- _Instructions for the task_:
The output must reproduce each line of the data word for word.

Stored items
◇ ◇ ◇ ◇ ◇ ◇ ◇
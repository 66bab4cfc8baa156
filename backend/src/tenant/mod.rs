//! Password logins for tenants, separate from the identity provider.

pub mod cookie;
pub mod password;
pub mod service;
pub mod token;

pub use cookie::{cleared_cookie, session_cookie};
pub use service::{Invitation, ResetGrant, SignedIn, TenantAuth, TenantError};
pub use token::{generate_secure_token, SessionSigner};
◇ ◇ ◇ ◇ ◇ ◇ ◇
- _Response for this exercise_:
repository 66bab4cfc8baa156
filename backend/src/tenant/mod.rs
//! Password logins for tenants, separate from the identity provider.

pub mod cookie;
pub mod password;
pub mod service;
pub mod token;

pub use cookie::{cleared_cookie, session_cookie};
pub use service::{Invitation, ResetGrant, SignedIn, TenantAuth, TenantError};
pub use token::{generate_secure_token, SessionSigner};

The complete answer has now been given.